Posted on Thursday, October 23, 2014 at 07:28AM by Registered CommenterCharlie in | CommentsPost a Comment | EmailEmail | PrintPrint

Public Company Conformance to Fundamental Relations Grows to 61.9 Percent

Back in April 2014 as part of the minimum criteria testing I was doing, I observed that the percentage of public company filings which conformed to all of the fundamental accounting concept relations was 25.6% (1711 filers).

Last month I pointed out that the percentage of public companies which conformed to all of these relations was 53.1% (3863 filers).

I ran the same test for the last filing of every public company which reports to the SEC today and the percentage that conform to all of the fundamental accounting concept relations is now at 61.9% (4334 filers). You can see the graphic below which breaks this information out by generator (filing agent or software used).

This rapid growth rate is expected to continue for three reasons:

  1. These relations between fundamental accounting concept relations is not really controversial and it is increasingly easy to understand and correct the errors.
  2. I have provided a substantial amount of information here which helps those who want to correct these issues. This recently added analysis shows that each of these tests can precisely detect not only nonconformance to these relations, but also generally the reason for nonconformance.
  3. I know of at least one commercial implementation of software which can be used to detect and therefore correct these issues, XBRL Cloud.
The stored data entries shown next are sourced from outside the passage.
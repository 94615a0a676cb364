use std::collections::{BTreeMap, HashMap};

use async_trait::async_trait;
use aws_config::{BehaviorVersion, Region};
use aws_sdk_sqs::{
    config::Credentials,
    error::DisplayErrorContext,
    types::{
        DeleteMessageBatchRequestEntry, Message, MessageAttributeValue,
        MessageSystemAttributeName, QueueAttributeName,
    },
    Client,
};
use base64::{engine::general_purpose::STANDARD, Engine as _};
use domain::{MessageAttribute, QueueRuntimeConfig, ReceivedMessage};
use url::Url;

use crate::error::{Error, Result};

/// Long-poll window of every receive call
pub const WAIT_TIME_SECONDS: i32 = 20;

/// Operations the bridge needs from a queue service
#[async_trait]
pub trait QueueService: Send + Sync {
    /// Idempotent create, only called when auto-creation is enabled
    async fn ensure_queue(&self, name: &str, attributes: &BTreeMap<String, String>) -> Result<()>;

    async fn resolve_url(&self, name: &str) -> Result<String>;

    /// Long-poll receive. No message within the window is an empty batch.
    async fn receive(&self, url: &str, max_messages: i32) -> Result<Vec<ReceivedMessage>>;

    /// Acknowledges the whole batch in one request
    async fn delete_batch(&self, url: &str, messages: &[ReceivedMessage]) -> Result<()>;
}

/// [`QueueService`] over the SQS API of a local queue service
pub struct SqsQueue {
    client: Client,
    host: String,
}

impl SqsQueue {
    pub async fn connect(config: &QueueRuntimeConfig) -> Self {
        let mut loader = aws_config::defaults(BehaviorVersion::latest())
            .endpoint_url(&config.endpoint)
            .region(Region::new(config.region.clone()));

        if let Some(credentials) = &config.credentials {
            loader = loader.credentials_provider(Credentials::new(
                credentials.access_key_id.clone(),
                credentials.secret_access_key.clone(),
                None,
                None,
                "offline-sqs",
            ));
        }

        let sdk_config = loader.load().await;
        tracing::info!("SQS client initialized for {}", config.endpoint);

        Self {
            client: Client::new(&sdk_config),
            host: config.host.clone(),
        }
    }
}

#[async_trait]
impl QueueService for SqsQueue {
    async fn ensure_queue(&self, name: &str, attributes: &BTreeMap<String, String>) -> Result<()> {
        let attributes: HashMap<QueueAttributeName, String> = attributes
            .iter()
            .map(|(key, value)| (QueueAttributeName::from(key.as_str()), value.clone()))
            .collect();

        self.client
            .create_queue()
            .queue_name(name)
            .set_attributes((!attributes.is_empty()).then_some(attributes))
            .send()
            .await
            .map_err(|e| Error::queue(DisplayErrorContext(e)))?;

        tracing::info!("Queue {} is ready", name);
        Ok(())
    }

    async fn resolve_url(&self, name: &str) -> Result<String> {
        let output = self
            .client
            .get_queue_url()
            .queue_name(name)
            .send()
            .await
            .map_err(|e| Error::queue(DisplayErrorContext(e)))?;

        let url = output.queue_url().ok_or_else(|| Error::MissingQueueUrl {
            queue: name.to_string(),
        })?;

        rewrite_loopback(url, &self.host)
    }

    async fn receive(&self, url: &str, max_messages: i32) -> Result<Vec<ReceivedMessage>> {
        let output = self
            .client
            .receive_message()
            .queue_url(url)
            .max_number_of_messages(max_messages)
            .wait_time_seconds(WAIT_TIME_SECONDS)
            .message_system_attribute_names(MessageSystemAttributeName::All)
            .message_attribute_names("All")
            .send()
            .await
            .map_err(|e| Error::queue(DisplayErrorContext(e)))?;

        output
            .messages
            .unwrap_or_default()
            .into_iter()
            .map(received_message)
            .collect()
    }

    async fn delete_batch(&self, url: &str, messages: &[ReceivedMessage]) -> Result<()> {
        let entries = messages
            .iter()
            .map(|message| {
                DeleteMessageBatchRequestEntry::builder()
                    .id(&message.message_id)
                    .receipt_handle(&message.receipt_handle)
                    .build()
                    .map_err(Error::queue)
            })
            .collect::<Result<Vec<_>>>()?;

        let output = self
            .client
            .delete_message_batch()
            .queue_url(url)
            .set_entries(Some(entries))
            .send()
            .await
            .map_err(|e| Error::queue(DisplayErrorContext(e)))?;

        let failed = output.failed();
        if !failed.is_empty() {
            let ids = failed
                .iter()
                .map(|entry| entry.id().to_string())
                .collect::<Vec<_>>()
                .join(", ");
            return Err(Error::PartialAcknowledgement {
                failed: failed.len(),
                total: messages.len(),
                ids,
            });
        }

        Ok(())
    }
}

/// Points a queue URL that names a loopback host at the configured host.
///
/// Local queue services report `localhost` URLs even when they are reached
/// under another name, e.g. from inside a container network.
pub fn rewrite_loopback(url: &str, host: &str) -> Result<String> {
    let mut parsed = Url::parse(url)?;
    let loopback = matches!(
        parsed.host_str(),
        Some("localhost" | "127.0.0.1" | "[::1]")
    );

    if loopback && parsed.host_str() != Some(host) {
        parsed.set_host(Some(host))?;
    }

    Ok(parsed.to_string())
}

fn received_message(message: Message) -> Result<ReceivedMessage> {
    let message_id = message
        .message_id
        .ok_or_else(|| Error::MalformedMessage("missing message id".to_string()))?;
    let receipt_handle = message.receipt_handle.ok_or_else(|| {
        Error::MalformedMessage(format!("message {message_id} has no receipt handle"))
    })?;

    let attributes = message
        .attributes
        .unwrap_or_default()
        .into_iter()
        .map(|(name, value)| (name.as_str().to_string(), value))
        .collect();

    let message_attributes = message
        .message_attributes
        .unwrap_or_default()
        .into_iter()
        .map(|(name, value)| (name, message_attribute(&value)))
        .collect();

    Ok(ReceivedMessage {
        message_id,
        receipt_handle,
        body: message.body,
        md5_of_body: message.md5_of_body,
        attributes,
        message_attributes,
    })
}

fn message_attribute(value: &MessageAttributeValue) -> MessageAttribute {
    MessageAttribute {
        string_value: value.string_value().map(str::to_string),
        binary_value: value.binary_value().map(|blob| STANDARD.encode(blob.as_ref())),
        string_list_values: value.string_list_values().to_vec(),
        binary_list_values: value
            .binary_list_values()
            .iter()
            .map(|blob| STANDARD.encode(blob.as_ref()))
            .collect(),
        data_type: value.data_type().to_string(),
    }
}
This testing will appear on XBRL Cloud's Edgar Dashboard at some point.

If you look at the numbers below and compare them to the prior results you will see that pretty much every generator is improving.  I pester software vendors to include this testing in their products to help them understand that their software can help external financial reporting managers avoid errors like these.  But more importantly, I am trying to get software vendors to realize that this is only the tip of a much, much bigger iceberg. This is a digital disclosure checklist summary which I created several months ago. This shows you where things are headed.

These rules may seem annoying to software vendors.  I can tell you two things.  First, external financial reporting managers already have to comply with these rules. They are just doing so using time consuming and expensive manual processes.  Second, automate these tasks by leveraging the XBRL-based structured information and you will provide something very useful: reducing the risk of noncompliance.

It is these rules which will make the quality of public company financial information submitted to the SEC to be at a level to make it safely, reliably, predictably usable by machine-based automated processes. If you don't understand digital financial reporting, the risk of becoming a relic of the past is increasing every day.

(Click image for larger view)If you don't want to become a relic of the past era of paper-based financial reporting, understand how digital financial reporting really works.  Digital financial reporting is not only inevitable, it is imminent.

If you want to understand the moving parts and you can walk through an Excel macro, the prototype Excel application on a link at the bottom of this page can help you understand the important moving pieces.

Digital is not software, it is a mindset!